21.7.10

VIA Epia Homeserver Project - HDD Power Saving

The power consumption of a hard disk cannot be neglected in a system designed to be of low consumption. For the operating system, a flash based drive (SSD or CF disk) is a good solution, yet for high volume storage this is usually not affordable. Recently, hard disk drives in the terrabyte range especially designed to be power efficient have been announced such as Western Digital's Greenpower series or the Ecogreen drives of Samsung. Their offer is  a substantial decrease of power consumption (up to 40% claimed) at the expense of somewhat slower operation. This is achieved for instance by spinning only at 5400rpm instead of 7200rpm, which is still reasonable for media storage or backup and even for office applications.

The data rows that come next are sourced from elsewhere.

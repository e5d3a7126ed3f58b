//! Command implementations for the CLI.

/// Module containing the implementation of the `convert` command.
/// This command converts every supported file of an input directory.
pub mod convert;
//! Mirrors events into the `log` facade.
//!
//! Everything is logged under [`EVENT_LOG_TARGET`] so a logger backend can
//! route event lines (e.g. to a log file only) separately from ordinary
//! library diagnostics.

use super::{Event, EventHandler};
use log::{error, info, warn};

/// Log target used for event lines.
pub const EVENT_LOG_TARGET: &str = "mediaconv::events";

#[derive(Debug, Clone, Copy, Default)]
pub struct LogEventHandler;

impl EventHandler for LogEventHandler {
    fn handle(&self, event: &Event) {
        match event {
            Event::BatchStarted { input_dir, output_dir } => info!(
                target: EVENT_LOG_TARGET,
                "Starting batch conversion from {} to {}",
                input_dir.display(),
                output_dir.display()
            ),
            Event::OutputDirectoryCreated { path } => {
                info!(target: EVENT_LOG_TARGET, "Created output directory {}", path.display())
            }
            Event::EntriesListed { count } => {
                info!(target: EVENT_LOG_TARGET, "Found {} entries in input directory", count)
            }
            Event::FileQueued { source, target } => {
                info!(target: EVENT_LOG_TARGET, "Will convert {} to {}", source.display(), target)
            }
            Event::FileSkipped { source, extension } => warn!(
                target: EVENT_LOG_TARGET,
                "Skipping unsupported file: {} (extension: {:?})",
                source.display(),
                extension
            ),
            Event::EntryIgnored { path } => {
                warn!(target: EVENT_LOG_TARGET, "Skipping non-file item: {}", path.display())
            }
            Event::CandidatesFound { count } => {
                info!(target: EVENT_LOG_TARGET, "Found {} files to convert", count)
            }
            Event::ConversionStarted { source, target_path } => info!(
                target: EVENT_LOG_TARGET,
                "Converting {} to {}",
                source.display(),
                target_path.display()
            ),
            Event::AttemptSucceeded { source, backend } => {
                info!(target: EVENT_LOG_TARGET, "{} converted using {}", source.display(), backend)
            }
            Event::AttemptFailed {
                source,
                backend,
                error,
                remaining,
            } => {
                if *remaining > 0 {
                    warn!(
                        target: EVENT_LOG_TARGET,
                        "{} failed for {}, trying next backend: {}",
                        backend,
                        source.display(),
                        error
                    )
                } else {
                    error!(target: EVENT_LOG_TARGET, "{} failed for {}: {}", backend, source.display(), error)
                }
            }
            Event::ConversionFinished { source, succeeded } => {
                if *succeeded {
                    info!(target: EVENT_LOG_TARGET, "Successfully converted: {}", source.display())
                } else {
                    error!(target: EVENT_LOG_TARGET, "Failed to convert: {}", source.display())
                }
            }
            Event::OutputCollision { target_path, source } => warn!(
                target: EVENT_LOG_TARGET,
                "{} overwrites {} written earlier in this batch",
                source.display(),
                target_path.display()
            ),
            Event::BatchComplete {
                succeeded,
                total,
                elapsed,
            } => info!(
                target: EVENT_LOG_TARGET,
                "Conversion complete: {}/{} files converted successfully in {:.1}s",
                succeeded,
                total,
                elapsed.as_secs_f64()
            ),
        }
    }
}
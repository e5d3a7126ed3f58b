// mediaconv-core/tests/discovery_tests.rs

use mediaconv_core::discovery::{ensure_input_dir, list_input_dir};
use mediaconv_core::error::CoreError;
use std::fs::{self, File};
use std::path::PathBuf;
use tempfile::tempdir;

#[test]
fn test_list_input_dir() -> Result<(), Box<dyn std::error::Error>> {
    let dir = tempdir()?;
    let input_dir = dir.path();

    File::create(input_dir.join("photo.png"))?;
    File::create(input_dir.join("clip.MP4"))?;
    File::create(input_dir.join("document.txt"))?;
    fs::create_dir(input_dir.join("subdir"))?;
    File::create(input_dir.join("subdir").join("nested.png"))?; // Not listed, no recursion

    let mut listing = list_input_dir(input_dir)?;
    listing.files.sort();

    // Unsupported files are still listed; classification happens later
    assert_eq!(listing.files.len(), 3);
    assert_eq!(listing.files[0].file_name().unwrap(), "clip.MP4"); // Original case preserved
    assert_eq!(listing.files[1].file_name().unwrap(), "document.txt");
    assert_eq!(listing.files[2].file_name().unwrap(), "photo.png");
    assert_eq!(listing.others, vec![input_dir.join("subdir")]);
    assert_eq!(listing.total(), 4);

    dir.close()?;
    Ok(())
}

#[test]
fn test_list_input_dir_empty() -> Result<(), Box<dyn std::error::Error>> {
    let dir = tempdir()?;

    let listing = list_input_dir(dir.path())?;
    assert!(listing.files.is_empty());
    assert!(listing.others.is_empty());

    dir.close()?;
    Ok(())
}

#[test]
fn test_list_input_dir_nonexistent_dir() {
    let non_existent_path = PathBuf::from("surely_this_does_not_exist_42_integration");
    let result = list_input_dir(&non_existent_path);
    match result {
        Err(CoreError::InputDirectoryMissing(path)) => assert_eq!(path, non_existent_path),
        other => panic!("Expected InputDirectoryMissing, got {:?}", other),
    }
}

#[test]
fn test_ensure_input_dir_rejects_file() -> Result<(), Box<dyn std::error::Error>> {
    let dir = tempdir()?;
    let file = dir.path().join("photo.png");
    File::create(&file)?;

    assert!(ensure_input_dir(dir.path()).is_ok());
    assert!(matches!(
        ensure_input_dir(&file),
        Err(CoreError::InputDirectoryMissing(_))
    ));
    Ok(())
}

#[cfg(unix)]
#[test]
fn test_symlinks_are_followed() -> Result<(), Box<dyn std::error::Error>> {
    use std::os::unix::fs::symlink;

    let dir = tempdir()?;
    let target_dir = tempdir()?;
    let real_file = target_dir.path().join("real.jpg");
    File::create(&real_file)?;

    symlink(&real_file, dir.path().join("linked.jpg"))?;
    symlink(target_dir.path(), dir.path().join("linked_dir"))?;
    symlink(dir.path().join("missing.png"), dir.path().join("dangling.png"))?;

    let mut listing = list_input_dir(dir.path())?;
    listing.others.sort();

    assert_eq!(listing.files, vec![dir.path().join("linked.jpg")]);
    assert_eq!(
        listing.others,
        vec![dir.path().join("dangling.png"), dir.path().join("linked_dir")]
    );
    Ok(())
}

This tutorial is on setting up a Samsung Ecogreen HD154UI drive in my Via Epia homeserver. The goal was to make use of the power saving features that the drive has to offer using the native linux tool hdparm.
This is a very powerful (and therefore dangerous!) program that can read or set many parameters of PATA or SATA drives in order to tune performance, power consumption, or even hot swap disks. As of the writing of this tutorial, I use hdparm v8.9, note that syntax might change later on. It is also important that the proper driver for the PATA and SATA chipset is either compiled in the kernel or loaded as a module.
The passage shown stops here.